* **WORK INSTRUCTIONS**
I need every line of the material below that includes the string "usize".

____ EXERCISE DATA

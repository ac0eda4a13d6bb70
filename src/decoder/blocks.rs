/// Error-correction block partitioning and interleaving
use crate::error::BlockSizeError;
use crate::models::{ECLevel, Version};

/// One RS block: data codewords followed by EC codewords
#[derive(Debug, Clone, PartialEq, Eq)]
pub struct DataBlock {
    /// Leading codewords that carry data
    pub num_data_codewords: usize,
    /// Data then EC codewords
    pub codewords: Vec<u8>,
}

impl DataBlock {
    /// Data portion
    pub fn data(&self) -> &[u8] {
        &self.codewords[..self.num_data_codewords]
    }
}

/// Data codewords per block; short blocks first, long blocks (one extra) last
pub fn data_lengths(version: Version, level: ECLevel) -> Vec<usize> {
    let info = version.ec_blocks(level);
    let data_total = version.data_codewords(level);
    let short = data_total / info.num_blocks;
    let num_long = data_total % info.num_blocks;
    (0..info.num_blocks)
        .map(|b| {
            if b < info.num_blocks - num_long {
                short
            } else {
                short + 1
            }
        })
        .collect()
}

/// Split the interleaved symbol stream back into its blocks
pub fn deinterleave(
    raw: &[u8],
    version: Version,
    level: ECLevel,
) -> Result<Vec<DataBlock>, BlockSizeError> {
    let expected = version.total_codewords();
    if raw.len() != expected {
        return Err(BlockSizeError {
            expected,
            found: raw.len(),
        });
    }
    let ecc = version.ec_blocks(level).ecc_per_block;
    let lengths = data_lengths(version, level);
    let longest = lengths.iter().copied().max().unwrap_or(0);

    let mut blocks: Vec<DataBlock> = lengths
        .iter()
        .map(|&len| DataBlock {
            num_data_codewords: len,
            codewords: Vec::with_capacity(len + ecc),
        })
        .collect();

    let mut stream = raw.iter().copied();
    for i in 0..longest {
        for block in blocks.iter_mut().filter(|b| i < b.num_data_codewords) {
            block.codewords.extend(stream.next());
        }
    }
    for _ in 0..ecc {
        for block in blocks.iter_mut() {
            block.codewords.extend(stream.next());
        }
    }

    let found: usize = blocks.iter().map(|b| b.codewords.len()).sum();
    if found != expected {
        return Err(BlockSizeError { expected, found });
    }
    Ok(blocks)
}

/// Interleave blocks into the symbol stream: data round-robin, then EC round-robin
pub fn interleave(blocks: &[DataBlock]) -> Vec<u8> {
    let longest_data = blocks.iter().map(|b| b.num_data_codewords).max().unwrap_or(0);
    let longest_ec = blocks
        .iter()
        .map(|b| b.codewords.len() - b.num_data_codewords)
        .max()
        .unwrap_or(0);
    let mut out = Vec::with_capacity(blocks.iter().map(|b| b.codewords.len()).sum());
    for i in 0..longest_data {
        out.extend(
            blocks
                .iter()
                .filter(|b| i < b.num_data_codewords)
                .map(|b| b.codewords[i]),
        );
    }
    for i in 0..longest_ec {
        out.extend(
            blocks
                .iter()
                .filter_map(|b| b.codewords.get(b.num_data_codewords + i)),
        );
    }
    out
}

/// Cut the data codewords into per-block slices
pub fn split_data<'a>(
    data: &'a [u8],
    version: Version,
    level: ECLevel,
) -> Result<Vec<&'a [u8]>, BlockSizeError> {
    let expected = version.data_codewords(level);
    if data.len() != expected {
        return Err(BlockSizeError {
            expected,
            found: data.len(),
        });
    }
    let mut rest = data;
    Ok(data_lengths(version, level)
        .into_iter()
        .map(|len| {
            let (head, tail) = rest.split_at(len);
            rest = tail;
            head
        })
        .collect())
}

________

* **SOLUTION**
    pub num_data_codewords: usize,
pub fn data_lengths(version: Version, level: ECLevel) -> Vec<usize> {
    let found: usize = blocks.iter().map(|b| b.codewords.len()).sum();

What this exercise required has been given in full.